[Data extract — start]
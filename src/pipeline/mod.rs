//! Write path from the queue to the vector index

pub mod processor;
pub mod prompts;
pub mod reweight;

pub use processor::{BatchOutcome, DrainSummary, EmbeddingProcessor};
pub use reweight::{ReweightReport, WeightRecomputer};
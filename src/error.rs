//! Custom error types for precedent

use std::future::Future;
use std::time::Duration;
use thiserror::Error;

/// Main error type for precedent operations
#[derive(Error, Debug)]
pub enum Error {
    #[error("Configuration error: {0}")]
    Config(String),

    #[error("Database error: {0}")]
    Database(#[from] sqlx::Error),

    #[error("Qdrant error: {0}")]
    Qdrant(String),

    #[error("Embedding error: {0}")]
    Embedding(String),

    #[error("Validation error: {0}")]
    Validation(String),

    #[error("Invalid chunk metadata: {0}")]
    Metadata(String),

    #[error("Search failed: {0}")]
    Search(String),

    #[error("Timed out after {0} ms")]
    Timeout(u64),

    #[error("IO error: {0}")]
    Io(#[from] std::io::Error),

    #[error("HTTP error: {0}")]
    Http(#[from] reqwest::Error),

    #[error("URL parse error: {0}")]
    UrlParse(#[from] url::ParseError),

    #[error("JSON error: {0}")]
    Json(#[from] serde_json::Error),

    #[error("TOML parse error: {0}")]
    TomlParse(#[from] toml::de::Error),

    #[error("TOML serialize error: {0}")]
    TomlSerialize(#[from] toml::ser::Error),

    #[error("Not found: {0}")]
    NotFound(String),

    #[error("Not initialized: run 'precedent init' first")]
    NotInitialized,

    #[error("Invalid path: {0}")]
    InvalidPath(String),

    #[error("{0}")]
    Other(String),
}

impl Error {
    /// Whether retrying the failed call may succeed.
    ///
    /// External service failures (embedding, vector index, HTTP, timeouts)
    /// are transient. Bad input and bad configuration never are.
    pub fn is_transient(&self) -> bool {
        matches!(
            self,
            Error::Embedding(_) | Error::Qdrant(_) | Error::Http(_) | Error::Timeout(_)
        )
    }
}

/// Result type alias for precedent
pub type Result<T> = std::result::Result<T, Error>;

/// Convert qdrant errors
impl From<qdrant_client::QdrantError> for Error {
    fn from(err: qdrant_client::QdrantError) -> Self {
        Error::Qdrant(err.to_string())
    }
}

/// Run an external call under a deadline
pub async fn with_timeout<T, F>(limit: Duration, fut: F) -> Result<T>
where
    F: Future<Output = Result<T>>,
{
    match tokio::time::timeout(limit, fut).await {
        Ok(result) => result,
        Err(_) => Err(Error::Timeout(limit.as_millis() as u64)),
    }
}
[Data extract — finish]
- Exercise description -
What is needed is the full listing, reproduced exactly.

- Result -
filename src/pipeline/mod.rs
//! Write path from the queue to the vector index

pub mod processor;
pub mod prompts;
pub mod reweight;

pub use processor::{BatchOutcome, DrainSummary, EmbeddingProcessor};
pub use reweight::{ReweightReport, WeightRecomputer};
filename src/error.rs
//! Custom error types for precedent

use std::future::Future;
use std::time::Duration;
use thiserror::Error;

/// Main error type for precedent operations
#[derive(Error, Debug)]
pub enum Error {
    #[error("Configuration error: {0}")]
    Config(String),

    #[error("Database error: {0}")]
    Database(#[from] sqlx::Error),

    #[error("Qdrant error: {0}")]
    Qdrant(String),

    #[error("Embedding error: {0}")]
    Embedding(String),

    #[error("Validation error: {0}")]
    Validation(String),

    #[error("Invalid chunk metadata: {0}")]
    Metadata(String),

    #[error("Search failed: {0}")]
    Search(String),

    #[error("Timed out after {0} ms")]
    Timeout(u64),

    #[error("IO error: {0}")]
    Io(#[from] std::io::Error),

    #[error("HTTP error: {0}")]
    Http(#[from] reqwest::Error),

    #[error("URL parse error: {0}")]
    UrlParse(#[from] url::ParseError),

    #[error("JSON error: {0}")]
    Json(#[from] serde_json::Error),

    #[error("TOML parse error: {0}")]
    TomlParse(#[from] toml::de::Error),

    #[error("TOML serialize error: {0}")]
    TomlSerialize(#[from] toml::ser::Error),

    #[error("Not found: {0}")]
    NotFound(String),

    #[error("Not initialized: run 'precedent init' first")]
    NotInitialized,

    #[error("Invalid path: {0}")]
    InvalidPath(String),

    #[error("{0}")]
    Other(String),
}

impl Error {
    /// Whether retrying the failed call may succeed.
    ///
    /// External service failures (embedding, vector index, HTTP, timeouts)
    /// are transient. Bad input and bad configuration never are.
    pub fn is_transient(&self) -> bool {
        matches!(
            self,
            Error::Embedding(_) | Error::Qdrant(_) | Error::Http(_) | Error::Timeout(_)
        )
    }
}

/// Result type alias for precedent
pub type Result<T> = std::result::Result<T, Error>;

/// Convert qdrant errors
impl From<qdrant_client::QdrantError> for Error {
    fn from(err: qdrant_client::QdrantError) -> Self {
        Error::Qdrant(err.to_string())
    }
}

/// Run an external call under a deadline
pub async fn with_timeout<T, F>(limit: Duration, fut: F) -> Result<T>
where
    F: Future<Output = Result<T>>,
{
    match tokio::time::timeout(limit, fut).await {
        Ok(result) => result,
        Err(_) => Err(Error::Timeout(limit.as_millis() as u64)),
    }
}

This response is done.